(Stored data)
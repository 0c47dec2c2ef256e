use std::fs;
use std::io::Read;
use std::path::Path;

use byteorder::{NativeEndian, ReadBytesExt};

use crate::core::{Node, MAX_CHILDREN};
use crate::error::{Result, SvdagError};
use crate::pool::NodePool;

use super::{HEADER_BYTES, NODE_BYTES};

/// Loads a pool from an in-memory image. The slice must hold exactly
/// `8 + 32 * count` bytes and every child index must resolve.
pub fn from_bytes(bytes: &[u8]) -> Result<NodePool> {
    if bytes.len() < HEADER_BYTES {
        return Err(SvdagError::CorruptPool {
            reason: format!("header truncated at {} bytes", bytes.len()),
        });
    }

    let count = u64::from_ne_bytes(bytes[..HEADER_BYTES].try_into().unwrap());
    let expected = HEADER_BYTES as u128 + count as u128 * NODE_BYTES as u128;
    if expected != bytes.len() as u128 {
        return Err(SvdagError::CorruptPool {
            reason: format!(
                "{count} nodes need {expected} bytes, payload holds {}",
                bytes.len()
            ),
        });
    }

    let count = count as usize;
    let mut pool = NodePool::with_capacity(count);
    let mut offset = HEADER_BYTES;
    for _ in 0..count {
        let mut children = [0i32; MAX_CHILDREN];
        for slot in children.iter_mut() {
            *slot = i32::from_ne_bytes(bytes[offset..offset + 4].try_into().unwrap());
            offset += 4;
        }
        pool.append(Node::new(children));
    }

    validate_children(&pool)?;
    pool.set_root(count as u32);
    Ok(pool)
}

/// Reads a pool from a stream; the stream must end exactly after the last
/// node record.
pub fn read_pool<R: Read>(reader: &mut R) -> Result<NodePool> {
    let count = reader.read_u64::<NativeEndian>().map_err(truncated)?;
    if count > (usize::MAX / NODE_BYTES) as u64 {
        return Err(SvdagError::CorruptPool {
            reason: format!("declared node count {count} exceeds addressable memory"),
        });
    }

    let count = count as usize;
    let mut pool = NodePool::with_capacity(count);
    for _ in 0..count {
        let mut children = [0i32; MAX_CHILDREN];
        for slot in children.iter_mut() {
            *slot = reader.read_i32::<NativeEndian>().map_err(truncated)?;
        }
        pool.append(Node::new(children));
    }

    let mut trailing = [0u8; 1];
    if reader.read(&mut trailing)? != 0 {
        return Err(SvdagError::CorruptPool {
            reason: format!("trailing bytes after {count} node records"),
        });
    }

    validate_children(&pool)?;
    pool.set_root(count as u32);
    Ok(pool)
}

pub fn read_from_file<P: AsRef<Path>>(path: P) -> Result<NodePool> {
    let bytes = fs::read(path)?;
    from_bytes(&bytes)
}

fn truncated(err: std::io::Error) -> SvdagError {
    if err.kind() == std::io::ErrorKind::UnexpectedEof {
        SvdagError::CorruptPool {
            reason: "payload shorter than the declared node count".to_string(),
        }
    } else {
        SvdagError::Io(err)
    }
}

fn validate_children(pool: &NodePool) -> Result<()> {
    let count = pool.len();
    for (position, node) in pool.nodes().iter().enumerate() {
        for &slot in node.children() {
            if slot > 0 && slot as usize > count {
                return Err(SvdagError::CorruptPool {
                    reason: format!(
                        "node {position} references child {slot} in a pool of {count} nodes"
                    ),
                });
            }
        }
    }
    Ok(())
}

### Task objective
Reproduce the records above exactly. Leave nothing out.

### Exercise answer
repository 0c47dec2c2ef256e
use std::fs;
use std::io::Read;
use std::path::Path;

use byteorder::{NativeEndian, ReadBytesExt};

use crate::core::{Node, MAX_CHILDREN};
use crate::error::{Result, SvdagError};
use crate::pool::NodePool;

use super::{HEADER_BYTES, NODE_BYTES};

/// Loads a pool from an in-memory image. The slice must hold exactly
/// `8 + 32 * count` bytes and every child index must resolve.
pub fn from_bytes(bytes: &[u8]) -> Result<NodePool> {
    if bytes.len() < HEADER_BYTES {
        return Err(SvdagError::CorruptPool {
            reason: format!("header truncated at {} bytes", bytes.len()),
        });
    }

    let count = u64::from_ne_bytes(bytes[..HEADER_BYTES].try_into().unwrap());
    let expected = HEADER_BYTES as u128 + count as u128 * NODE_BYTES as u128;
    if expected != bytes.len() as u128 {
        return Err(SvdagError::CorruptPool {
            reason: format!(
                "{count} nodes need {expected} bytes, payload holds {}",
                bytes.len()
            ),
        });
    }

    let count = count as usize;
    let mut pool = NodePool::with_capacity(count);
    let mut offset = HEADER_BYTES;
    for _ in 0..count {
        let mut children = [0i32; MAX_CHILDREN];
        for slot in children.iter_mut() {
            *slot = i32::from_ne_bytes(bytes[offset..offset + 4].try_into().unwrap());
            offset += 4;
        }
        pool.append(Node::new(children));
    }

    validate_children(&pool)?;
    pool.set_root(count as u32);
    Ok(pool)
}

/// Reads a pool from a stream; the stream must end exactly after the last
/// node record.
pub fn read_pool<R: Read>(reader: &mut R) -> Result<NodePool> {
    let count = reader.read_u64::<NativeEndian>().map_err(truncated)?;
    if count > (usize::MAX / NODE_BYTES) as u64 {
        return Err(SvdagError::CorruptPool {
            reason: format!("declared node count {count} exceeds addressable memory"),
        });
    }

    let count = count as usize;
    let mut pool = NodePool::with_capacity(count);
    for _ in 0..count {
        let mut children = [0i32; MAX_CHILDREN];
        for slot in children.iter_mut() {
            *slot = reader.read_i32::<NativeEndian>().map_err(truncated)?;
        }
        pool.append(Node::new(children));
    }

    let mut trailing = [0u8; 1];
    if reader.read(&mut trailing)? != 0 {
        return Err(SvdagError::CorruptPool {
            reason: format!("trailing bytes after {count} node records"),
        });
    }

    validate_children(&pool)?;
    pool.set_root(count as u32);
    Ok(pool)
}

pub fn read_from_file<P: AsRef<Path>>(path: P) -> Result<NodePool> {
    let bytes = fs::read(path)?;
    from_bytes(&bytes)
}

fn truncated(err: std::io::Error) -> SvdagError {
    if err.kind() == std::io::ErrorKind::UnexpectedEof {
        SvdagError::CorruptPool {
            reason: "payload shorter than the declared node count".to_string(),
        }
    } else {
        SvdagError::Io(err)
    }
}

fn validate_children(pool: &NodePool) -> Result<()> {
    let count = pool.len();
    for (position, node) in pool.nodes().iter().enumerate() {
        for &slot in node.children() {
            if slot > 0 && slot as usize > count {
                return Err(SvdagError::CorruptPool {
                    reason: format!(
                        "node {position} references child {slot} in a pool of {count} nodes"
                    ),
                });
            }
        }
    }
    Ok(())
}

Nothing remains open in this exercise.